Authors: Joshua Ikpimi, Dimeji Abe, Nonso Okoye, Gideon Ikpimi, Prince Idemudia

Abstract:

Training programmes are integral parts of development for employees to develop themselves and also to develop the organisation. Lack of training and inadequate training adversely affect the productivity in any organisation. Lack of training in the water sector can impair development and improper management of water. Training programs are given to water professionals, especially in a developing country like South Africa, to perform well in their day to day activities. The aim of this study was to evaluate the current training program in place for water professionals at KwaZulu Natal province of South Africa. The objectives were to determine the training programs that are suitable for their job descriptions and to determine the gaps with the training programs and to make recommendations on ways to improve the training programs. This study is a quantitative study which enabled an evaluation of training programs for KwaZulu Natal water professionals.
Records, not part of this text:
#[tokio::test]
async fn test_farcaster_cast_reaches_hub() {
    let (hub, base) = farcaster_server().await;
    let adapter = FarcasterAdapter::new(
        reqwest::Client::new(),
        &farcaster_config(&base),
        Arc::new(FixedClock::new(NOW)),
    );
    let signer = SignerKeypair::generate();
    let auth = auth("4821", signer.secret_hex().as_str());

    let hash = adapter
        .create_container(&auth, &PostPayload::text("gm from the terminal"))
        .await
        .unwrap();
    let post = adapter.publish_container(&auth, &hash).await.unwrap();

    assert_eq!(post.id, hash);
    assert_eq!(adapter.staged_count(), 0);
    {
        let messages = hub.messages.lock().unwrap();
        assert_eq!(messages.len(), 1);
        let message = &messages[0];
        assert_eq!(message.signer, signer.public_key_bytes().to_vec());

        let data_bytes = message.data_bytes.as_deref().unwrap();
        let digest = blake3::hash(data_bytes);
        assert_eq!(message.hash, digest.as_bytes()[..20].to_vec());
        let signature = ed25519_dalek::Signature::from_slice(&message.signature).unwrap();
        assert!(signer.verifying_key().verify(&message.hash, &signature).is_ok());

        let data = proto::MessageData::decode(data_bytes).unwrap();
        assert_eq!(data.fid, 4821);
        assert_eq!(data.timestamp as i64, NOW - FARCASTER_EPOCH);
        match data.body {
            Some(proto::message_data::Body::CastAddBody(body)) => {
                assert_eq!(body.text, "gm from the terminal");
                assert!(body.parent.is_none());
            }
            None => panic!("cast body missing"),
        }
    }

    // The reply points at the first cast by hash
    let reply = PostPayload {
        text: "and a reply".to_string(),
        reply_to: Some(post.id.clone()),
        ..Default::default()
    };
    let reply_hash = adapter.create_container(&auth, &reply).await.unwrap();
    adapter.publish_container(&auth, &reply_hash).await.unwrap();
    {
        let messages = hub.messages.lock().unwrap();
        let data = proto::MessageData::decode(messages[1].data_bytes.as_deref().unwrap()).unwrap();
        let Some(proto::message_data::Body::CastAddBody(body)) = data.body else {
            panic!("cast body missing");
        };
        assert_eq!(
            body.parent,
            Some(proto::cast_add_body::Parent::ParentCastId(proto::CastId {
                fid: 4821,
                hash: hex::decode(hash.trim_start_matches("0x")).unwrap(),
            }))
        );
    }

    let identity = adapter.fetch_identity(&auth).await.unwrap();
    assert_eq!(identity.display_name, "caster");
}

#[tokio::test]
async fn test_signer_workflow_over_http() {
    let (hub, base) = farcaster_server().await;
    let temp = TempDir::new().unwrap();
    let selector = selector(&temp).await;

    let custody = CustodySigner::generate();
    let custody_key = custody.verifying_key();
    let authority = Arc::new(HttpSignerAuthority::new(reqwest::Client::new(), &base, None));
    let workflow = SignerWorkflow::new(selector.clone(), authority, custody, 9152, 86_400);

    let request = workflow.start("alice", "4821").await.unwrap();
    assert_eq!(request.approval_token, "skr-1");
    assert_eq!(request.state, SignerState::Pending);
    assert_eq!(request.expires_at, NOW + 86_400);
    assert!(request.approval_link.contains("skr-1"));

    {
        let submitted = &hub.signer_requests.lock().unwrap()[0];
        assert_eq!(submitted["requestFid"], 9152);
        assert_eq!(submitted["deadline"], NOW + 86_400);
        let key = hex::decode(submitted["key"].as_str().unwrap().trim_start_matches("0x")).unwrap();
        let recovered = recover_custody_key(
            9152,
            &key,
            NOW + 86_400,
            submitted["signature"].as_str().unwrap(),
        )
        .unwrap();
        assert_eq!(recovered, custody_key);
    }

    let approved = workflow.poll("alice", "skr-1").await.unwrap();
    assert_eq!(approved.state, SignerState::Approved);
    assert_eq!(approved.approved_at, Some(NOW));

    let account = selector
        .require_selected_account("alice", Platform::Farcaster)
        .await
        .unwrap();
    assert_eq!(account.external_id, "4821");
}

#[tokio::test]
async fn test_signer_rejection_is_signer_request_failed() {
    let app = Router::new().route(
        "/v2/signed-key-requests",
        post(|| async { error_response(403, "app fid is not allowed") }),
    );
    let base = serve(app).await;
    let temp = TempDir::new().unwrap();
    let selector = selector(&temp).await;
    let workflow = SignerWorkflow::new(
        selector.clone(),
        Arc::new(HttpSignerAuthority::new(reqwest::Client::new(), &base, None)),
        CustodySigner::generate(),
        9152,
        86_400,
    );

    let err = workflow.start("alice", "4821").await.unwrap_err();
    assert!(matches!(err, ThreadcastError::SignerRequestFailed(_)));
    assert!(workflow.status("alice", "4821").await.unwrap().is_none());
}
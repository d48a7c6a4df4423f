//! CLI integration tests for tcast-post

use assert_cmd::Command;
use predicates::prelude::*;
use std::fs;
use tempfile::TempDir;

/// A valid age identity, used only by these tests
const TEST_KEY: &str = "AGE-SECRET-KEY-1QYPQXPQ9QCRSSZG2PVXQ6RS0ZQG3YYC5Z5TPWXQERGD3C8G7RUSQGPQYEE";

/// Helper to create a test environment with config and an empty database path
fn setup_test_env() -> (TempDir, String) {
    let temp_dir = TempDir::new().unwrap();
    let config_path = temp_dir.path().join("config.toml");
    let db_path = temp_dir.path().join("data").join("accounts.db");

    fs::write(
        &config_path,
        format!(
            "[database]\npath = \"{}\"\n",
            db_path.to_string_lossy().replace('\\', "\\\\")
        ),
    )
    .unwrap();

    (temp_dir, config_path.to_string_lossy().to_string())
}

fn post_cmd(config_path: &str) -> Command {
    let mut cmd = Command::cargo_bin("tcast-post").unwrap();
    cmd.env("THREADCAST_CONFIG", config_path)
        .env("THREADCAST_ENCRYPTION_KEY", TEST_KEY)
        .env("THREADCAST_OWNER", "test-user")
        .env_remove("RUST_LOG");
    cmd
}

#[test]
fn test_help_flag_output() {
    Command::cargo_bin("tcast-post")
        .unwrap()
        .arg("--help")
        .assert()
        .success()
        .stdout(predicate::str::contains("Publish thread chains"))
        .stdout(predicate::str::contains("--platform"))
        .stdout(predicate::str::contains("--dry-run"))
        .stdout(predicate::str::contains("--chain"));
}

#[test]
fn test_dry_run_splits_segments() {
    let (_temp, config_path) = setup_test_env();

    post_cmd(&config_path)
        .args(["--dry-run", "first post\n---\nsecond post\n---\n\n"])
        .assert()
        .success()
        .stdout(predicate::str::contains("threads [1/2] first post"))
        .stdout(predicate::str::contains("threads [2/2] second post"))
        .stdout(predicate::str::contains("[3/").not());
}

#[test]
fn test_dry_run_reads_stdin() {
    let (_temp, config_path) = setup_test_env();

    post_cmd(&config_path)
        .args(["--dry-run", "--platform", "x,farcaster"])
        .write_stdin("from stdin")
        .assert()
        .success()
        .stdout(predicate::str::contains("x [1/1] from stdin"))
        .stdout(predicate::str::contains("farcaster [1/1] from stdin"))
        .stdout(predicate::str::contains("threads").not());
}

#[test]
fn test_dry_run_json_output() {
    let (_temp, config_path) = setup_test_env();

    let output = post_cmd(&config_path)
        .args(["--dry-run", "--format", "json", "--platform", "x", "a\n---\nb"])
        .output()
        .unwrap();
    assert!(output.status.success());

    let line = String::from_utf8(output.stdout).unwrap();
    let value: serde_json::Value = serde_json::from_str(line.trim()).unwrap();
    assert_eq!(value["platform"], "x");
    assert_eq!(value["segments"][1]["content"], "b");
}

#[test]
fn test_dry_run_chain_file() {
    let (temp, config_path) = setup_test_env();
    let chain_path = temp.path().join("chain.toml");
    fs::write(
        &chain_path,
        r#"
mode = "unlinked"

[[canonical]]
content = "canonical text"

[active]
threads = true
x = true

[[copies.threads]]
content = "threads copy"

[[copies.x]]
content = "x copy"

[[copies.farcaster]]
content = "farcaster copy"
"#,
    )
    .unwrap();

    post_cmd(&config_path)
        .arg("--dry-run")
        .arg("--chain")
        .arg(&chain_path)
        .assert()
        .success()
        .stdout(predicate::str::contains("threads [1/1] threads copy"))
        .stdout(predicate::str::contains("x [1/1] x copy"))
        .stdout(predicate::str::contains("farcaster").not());
}

#[test]
fn test_empty_content_exit_code() {
    let (_temp, config_path) = setup_test_env();

    post_cmd(&config_path)
        .args(["--dry-run", "  \n---\n  "])
        .assert()
        .code(3)
        .stderr(predicate::str::contains("Content cannot be empty"));
}

#[test]
fn test_invalid_platform() {
    let (_temp, config_path) = setup_test_env();

    post_cmd(&config_path)
        .args(["--platform", "mastodon", "hello"])
        .assert()
        .failure()
        .stderr(predicate::str::contains("Unknown platform 'mastodon'"));
}

#[test]
fn test_post_without_connected_account_exit_code() {
    let (_temp, config_path) = setup_test_env();

    post_cmd(&config_path)
        .args(["--platform", "threads", "hello"])
        .assert()
        .code(2)
        .stdout(predicate::str::contains("threads: failed"))
        .stderr(predicate::str::contains("Connect a Threads account"));
}

#[test]
fn test_post_json_failure_row() {
    let (_temp, config_path) = setup_test_env();

    let output = post_cmd(&config_path)
        .args(["--format", "json", "--platform", "x", "hello"])
        .output()
        .unwrap();
    assert_eq!(output.status.code(), Some(2));

    let line = String::from_utf8(output.stdout).unwrap();
    let value: serde_json::Value = serde_json::from_str(line.trim()).unwrap();
    assert_eq!(value["platform"], "x");
    assert_eq!(value["success"], false);
}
The sample population was 120 professionals across all the cities and towns in KwaZulu Natal province. The water professionals were evaluated using structured questionnaire distributed to the respondents from September to December 2017. The data was analysed using R software. The study found that province has training programs that are valuable for their water professionals. However, involvement of some professionals in administrative activities was hindered by some inappropriate training. Many areas of improvement are suggested to the province in training its water professionals. Training was found to improve performance, commitment, motivation and staff retention of water professionals in the province.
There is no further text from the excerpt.